One of our most pressing societal challenges today is feeding the growing world population in a sustainable manner. The present global food system causes major environmental problems, including land degradation, loss of biodiversity, greenhouse gas emissions, water usage and pollution. There is thus a great need for novel food resources that are healthy, safe, and nutritious, and at the same time cause less emission of greenhouse gases, pollutants, and excess nutrients, and do not further compromise the sustainability and biodiversity of natural resources. Cultivated macroalgae are a staple of the Asian diets and can have a bigger contribution to more sustainable food systems, but still faces challenges in penetrating western markets due to an inherently low nutritional content, low versatility and inclusion rates in foods because of sensory properties, lacking innovation in product development, and knowledge gaps regarding safety and health benefits.  

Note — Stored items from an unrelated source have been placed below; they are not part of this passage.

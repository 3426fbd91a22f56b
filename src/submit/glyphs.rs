//! Per-character cache of generated glyph images.

use super::types::{GenerateRequest, GenerateResponse, ServiceError};
use crate::export::data_url;
use crate::export::file::sanitize_label;
use std::collections::HashMap;
use std::fs;
use std::path::PathBuf;

/// Source of generated character images.
pub trait GlyphGenerator {
    fn generate(&mut self, request: &GenerateRequest) -> Result<GenerateResponse, ServiceError>;
}

impl<F> GlyphGenerator for F
where
    F: FnMut(&GenerateRequest) -> Result<GenerateResponse, ServiceError>,
{
    fn generate(&mut self, request: &GenerateRequest) -> Result<GenerateResponse, ServiceError> {
        self(request)
    }
}

/// One position in a generated line of text.
#[derive(Debug, Clone, PartialEq, Eq)]
pub enum Glyph {
    /// A generated character image as a PNG data URL
    Image(String),
    /// A space; nothing is requested for it
    Gap,
}

impl Glyph {
    /// Decoded PNG bytes, or `None` for a gap.
    pub fn png_bytes(&self) -> Result<Option<Vec<u8>>, ServiceError> {
        match self {
            Glyph::Image(url) => Ok(Some(data_url::decode_png(url)?)),
            Glyph::Gap => Ok(None),
        }
    }
}

/// Caches one generated image per character for the lifetime of the cache.
#[derive(Debug, Default)]
pub struct GlyphCache {
    entries: HashMap<char, String>,
}

impl GlyphCache {
    pub fn new() -> Self {
        Self::default()
    }

    /// Cached data URL for `character`, if it has been generated before.
    pub fn get(&self, character: char) -> Option<&str> {
        self.entries.get(&character).map(String::as_str)
    }

    pub fn len(&self) -> usize {
        self.entries.len()
    }

    pub fn is_empty(&self) -> bool {
        self.entries.is_empty()
    }

    /// Produces one glyph per character of `text`.
    ///
    /// Spaces become [`Glyph::Gap`]. Every other character is served from the
    /// cache or requested from `generator` exactly once. The first failure
    /// aborts the whole line; glyphs generated before it stay cached.
    pub fn render_text(
        &mut self,
        text: &str,
        generator: &mut dyn GlyphGenerator,
    ) -> Result<Vec<Glyph>, ServiceError> {
        let mut glyphs = Vec::with_capacity(text.chars().count());

        for character in text.chars() {
            if character == ' ' {
                glyphs.push(Glyph::Gap);
                continue;
            }

            if let Some(url) = self.get(character) {
                glyphs.push(Glyph::Image(url.to_string()));
                continue;
            }

            let request = GenerateRequest {
                character: character.to_string(),
            };
            let response = generator.generate(&request).map_err(|err| match err {
                ServiceError::Rejected { detail } if detail.is_empty() => ServiceError::Rejected {
                    detail: format!("Failed to generate for '{character}'"),
                },
                other => other,
            })?;
            let url = data_url::wrap_base64(&response.image);
            log::debug!("Cached generated glyph for '{}'", character);
            self.entries.insert(character, url.clone());
            glyphs.push(Glyph::Image(url));
        }

        Ok(glyphs)
    }
}

/// Serves glyphs from a local directory of `<character>.png` files.
#[derive(Debug, Clone)]
pub struct DirectoryGenerator {
    root: PathBuf,
}

impl DirectoryGenerator {
    pub fn new(root: impl Into<PathBuf>) -> Self {
        Self { root: root.into() }
    }
}

impl GlyphGenerator for DirectoryGenerator {
    fn generate(&mut self, request: &GenerateRequest) -> Result<GenerateResponse, ServiceError> {
        if request.character.is_empty() {
            return Err(ServiceError::MissingField("character"));
        }
        let file_name = format!("{}.png", sanitize_label(&request.character));
        let path = self.root.join(file_name);
        let png = fs::read(&path).map_err(|err| ServiceError::Rejected {
            detail: format!("No glyph for '{}' ({}): {}", request.character, path.display(), err),
        })?;
        Ok(GenerateResponse {
            image: base64::Engine::encode(&base64::engine::general_purpose::STANDARD, png),
        })
    }
}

The FunSea project aims to enhance nutritional quality, safety and functional properties of cultivated brown and green algae as food ingredients, through development of new sustainable processing technologies and utilization of side streams and residual biomass from seaweed production as well as other aquaculture industries and fisheries. The project will further develop and characterize novel food prototypes toward a wide European market, and assess environmental, economic, and regulatory aspects along the value chain from biomass production to finished products. The consortium consists of four research partners (SINTEF, Lund University, Aalborg University, Fraunhofer IMTE), one public body (Marine centre Simrishams municipality) and two industry partners (Seaweed Solutions, Bettafish) representing four countries (Norway, Sweden, Denmark, and Germany) and will utilize marine resources from the Atlantic Ocean and Baltic Sea. Key technologies in the project include biomass cultivation and pre-processing, enzymatic and microbial processing, food technology, and environmental analysis. The FunSea project will develop new knowledge, methodology and prototypes based on renewable and sustainable marine biomasses, contributing to the growth of the blue economy, development of scientific excellence, and solutions toward key societal challenges.